I put eco complete in a new tank. The water has ccleared up BUT if the gravel is stirred up just a LITTLE bit, white cloud comes up.... and clouds the water.. What do I do? Do I just keep changing water? vacuum the eco? what?


----------



## sNApple (Feb 2, 2006)

jlui83 said:


> I put eco complete in a new tank. The water has ccleared up BUT if the gravel is stirred up just a LITTLE bit, white cloud comes up.... and clouds the water.. What do I do? Do I just keep changing water? vacuum the eco? what?


dont stir it up  eco , florabase, ada soil .. they will all coud if you arn't careful.


----------



## John N. (Dec 11, 2005)

Ya let it settle, it won't ploom up as much over time. With any replanting, do it slowly as to not create havoc.

-John N.


----------



## jlui83 (Apr 22, 2006)

Gotcha thanks.. i was just worried I had a "corrupted" bag... Im going to purchase another bag... my tank is 20 gal long... only 1 bag used.. hehe. I was just seeing how much it was... definetly need another bag.. Would it be possible to just get black gravel and put it on top? It'll be cheaper... or should I just fork over the extra $$$ to go 100% eco? I plan on having a carpet of HC or glosso... java fern, blyxa japonica, Taiwan Moss.. and what ever else comes my way


----------



## John N. (Dec 11, 2005)

If you can find a black gravel size that's similar in grain size to eco, then go for it. But if it's even remotely bigger then the eco, it will settle at the bottom. If you're growing HC you probably don't want to have the large gravel on top as it defeats the purpose of eco complete.
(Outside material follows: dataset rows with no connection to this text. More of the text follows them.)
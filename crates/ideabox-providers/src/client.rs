use ideabox_core::model::ProviderId;
use reqwest::{
    Client as HttpClient,
    header::{ACCEPT, CONTENT_TYPE, HeaderMap, HeaderValue},
};
use serde::{Serialize, de::DeserializeOwned};
use serde_json::Value;

use crate::error::ProviderError;

/// Pulls the provider's human-readable message out of an error body.
pub(crate) type DetailExtractor = fn(&Value) -> Option<String>;

/// Minimal JSON-over-HTTP client shared by the adapters.
///
/// * One request ▶ one response. No retry, no cache, no streaming.
/// * Shares a single `reqwest::Client`, so cloning `ProviderClient` is cheap.
/// * Holds the key as an `Option` so a missing credential surfaces as
///   [`ProviderError::MissingApiKey`] on the first call, before any I/O.
#[derive(Clone)]
pub struct ProviderClient {
    provider: ProviderId,
    api_key: Option<String>,
    http: HttpClient,
    base: String,
    error_detail: DetailExtractor,
}

impl std::fmt::Debug for ProviderClient {
    fn fmt(&self, f: &mut std::fmt::Formatter<'_>) -> std::fmt::Result {
        f.debug_struct("ProviderClient")
            .field("provider", &self.provider)
            .field("has_api_key", &self.api_key.is_some())
            .field("base", &self.base)
            .finish()
    }
}

impl ProviderClient {
    /// Build with a caller-supplied `reqwest::Client` (proxy settings, custom
    /// TLS, timeouts …). `base_url` defaults to the provider's public
    /// endpoint.
    pub(crate) fn with_http(
        provider: ProviderId,
        api_key: Option<String>,
        http: HttpClient,
        base_url: Option<String>,
        error_detail: DetailExtractor,
    ) -> Self {
        let base = base_url
            .map(|url| url.trim_end_matches('/').to_owned())
            .unwrap_or_else(|| provider.default_base_url().to_owned());
        Self {
            provider,
            api_key: api_key.filter(|k| !k.trim().is_empty()),
            http,
            base,
            error_detail,
        }
    }

    pub fn provider(&self) -> ProviderId {
        self.provider
    }

    pub fn base_url(&self) -> &str {
        &self.base
    }

    pub fn has_api_key(&self) -> bool {
        self.api_key.is_some()
    }

    /// POST `body` as JSON to `{base}{path}` and decode the success body.
    pub(crate) async fn post_json<Req, Res>(
        &self,
        path: &str,
        extra_headers: HeaderMap,
        body: &Req,
    ) -> Result<Res, ProviderError>
    where
        Req: Serialize + ?Sized,
        Res: DeserializeOwned,
    {
        let api_key = self
            .api_key
            .as_deref()
            .ok_or(ProviderError::MissingApiKey(self.provider))?;

        let mut headers = extra_headers;
        headers.insert(CONTENT_TYPE, HeaderValue::from_static("application/json"));
        headers.insert(ACCEPT, HeaderValue::from_static("application/json"));

        let url = format!("{}{}", self.base, path);
        tracing::debug!(provider = %self.provider, %url, "sending upstream request");

        let resp = self
            .http
            .post(&url)
            .bearer_auth(api_key)
            .headers(headers)
            .json(body)
            .send()
            .await?;

        let status = resp.status();
        tracing::debug!(provider = %self.provider, status = status.as_u16(), "upstream responded");

        if !status.is_success() {
            let body = resp.text().await.unwrap_or_default();
            let detail = serde_json::from_str::<Value>(&body)
                .ok()
                .and_then(|value| (self.error_detail)(&value));
            return Err(ProviderError::Api {
                provider: self.provider,
                status,
                detail,
            });
        }

        let bytes = resp.bytes().await?;
        let parsed: Res = serde_json::from_slice(&bytes)?;
        Ok(parsed)
    }
}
I personally would get another bag of Eco Complete. I think you would regret it if you mixed it. AquariumPlants.com Largest online sales / service site for the live aquarium plants community. has competive prices for the Eco Complete at about $20 shipped per bag.

-John N.


----------



## jlui83 (Apr 22, 2006)

Thanks!


----------



## Yukilovesfish (Mar 26, 2005)

It generally is cloudy at first but I always rinse my eco complete before adding to the tank. To solve the large gravel on top problem John N. mentioned I sift the eco complete, this prevents any large pieces from getting added to your tank. I've used the plastic material for tying down riccia if you sew a large piece into a cone shape it works very well.


----------